Title: New media in situ: the re-socialisation of public space

Authors: Sarah Kenderdine, Jeffrey Shaw

Addresses: Special Projects, Museum Victoria, G.P.O. Box 666E, Melbourne 3001 Carlton Gardens, Victoria 3053, Australia. ' Dean School of Creative Media, City University, 83 Tat Chee Avenue, Kowloon, Hong Kong

Abstract: Five recently created artworks described in this paper constitute experimental research frameworks for revitalising strategies of representation by addressing the issues of inhabitation and the sensorial in virtual environments. Their immersive architectures provide a modular interactive cinema with digitally augmented full body engagement and offer new opportunities for rendering the experience of culture and heritage. Place-Hampi, Hampi-Live, The Eye of Nagaur, T_Visionarium and UNMAKEABLELOVE are set inside four originally conceived immersive display systems: advanced visualisation and interaction environment (AVIE), Place, EoN and Re-Actor. Each of these artworks elucidates the singular qualities of physically located and socially shared new media experiences, which are both complimentary to and distinct from those experiences generated in cyberspace. The works demonstrate singular solutions to current challenges in the fields of cultural heritage, the navigation of massive multi-modal databases, interactive cinema and the evolving relationship between human and machine agents. The text frames these works in terms of cultural imaginary, co-evolutionary narrative, prosthetic vision, re-combinatory narrative and complicit agency.

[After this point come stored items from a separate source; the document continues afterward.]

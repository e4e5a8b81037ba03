use async_trait::async_trait;
use rdkafka::error::KafkaError;
use thiserror::Error;
use tokio_util::sync::CancellationToken;

use crate::message::Message;

#[derive(Error, Debug)]
pub enum BrokerError {
    #[error("{0}")]
    Kafka(#[from] KafkaError),
    #[error("failed to produce to kafka (timeout)")]
    DeliveryCanceled,
    #[error("read interrupted by shutdown")]
    Interrupted,
    #[error("received empty payload")]
    EmptyPayload,
    #[error("broker client is closed")]
    Closed,
}

impl BrokerError {
    /// True when the failure is the consequence of a cancellation request,
    /// rather than of the broker itself.
    pub fn is_interrupted(&self) -> bool {
        matches!(self, BrokerError::Interrupted)
    }
}

/// Write side of a broker connection, bound to a single topic.
///
/// Implementations are shared between concurrent request handlers, so `write`
/// takes `&self` and must be safe to call from several tasks at once.
#[async_trait]
pub trait MessageWriter {
    /// Sends all `messages` and waits for the broker to acknowledge them.
    /// Fails if any of them was not acknowledged. Whether the broker applies
    /// a multi-message write atomically is up to the broker.
    async fn write(&self, messages: Vec<Message>) -> Result<(), BrokerError>;

    /// Flushes pending deliveries and releases the connection.
    /// Must be called once per writer; later writes fail with `Closed`.
    async fn close(&self) -> Result<(), BrokerError>;
}

/// Read side of a broker connection, bound to a topic and a consumer group.
#[async_trait]
pub trait MessageReader: Send {
    /// Waits for the next message. Returns `BrokerError::Interrupted` as soon
    /// as `cancel` is triggered, even if a message is also ready.
    async fn read(&mut self, cancel: &CancellationToken) -> Result<Message, BrokerError>;

    /// Releases the subscription. Consumes the reader, so it runs at most once;
    /// a reader dropped without `close` still frees its connection.
    async fn close(self) -> Result<(), BrokerError>
    where
        Self: Sized;
}

#[cfg(test)]
mod tests {
    use rdkafka::error::RDKafkaErrorCode;

    use super::*;

    #[test]
    fn only_interrupted_counts_as_cancellation() {
        assert!(BrokerError::Interrupted.is_interrupted());
        assert!(!BrokerError::EmptyPayload.is_interrupted());
        assert!(!BrokerError::Closed.is_interrupted());
        assert!(!BrokerError::Kafka(KafkaError::MessageConsumption(
            RDKafkaErrorCode::BrokerTransportFailure
        ))
        .is_interrupted());
    }

    #[test]
    fn kafka_errors_display_verbatim() {
        let inner = KafkaError::MessageProduction(RDKafkaErrorCode::QueueFull);
        let expected = inner.to_string();
        assert_eq!(BrokerError::from(inner).to_string(), expected);
    }
}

Keywords: re-combinatory narrative; co-evolutionary narrative; advanced visualisation and interaction environment; AVIE; public spaces; new media; Place-Hampi; Hampi-Live; Vijayanagara; India; Australia; Eye of Nagaur; Museum Victoria; T_Visionarium; unmakeablelove; Re-Actor; cyberspace; stereographic photography; virtual reality; immersive display systems; algorithms; artificial intelligence; ambisonic recordings; cultural heritage; interactive cinema; cultural imaginary; complicit agency; Samuel Beckett; The Lost Ones; prosthetic vision; multi-modal databases; representation.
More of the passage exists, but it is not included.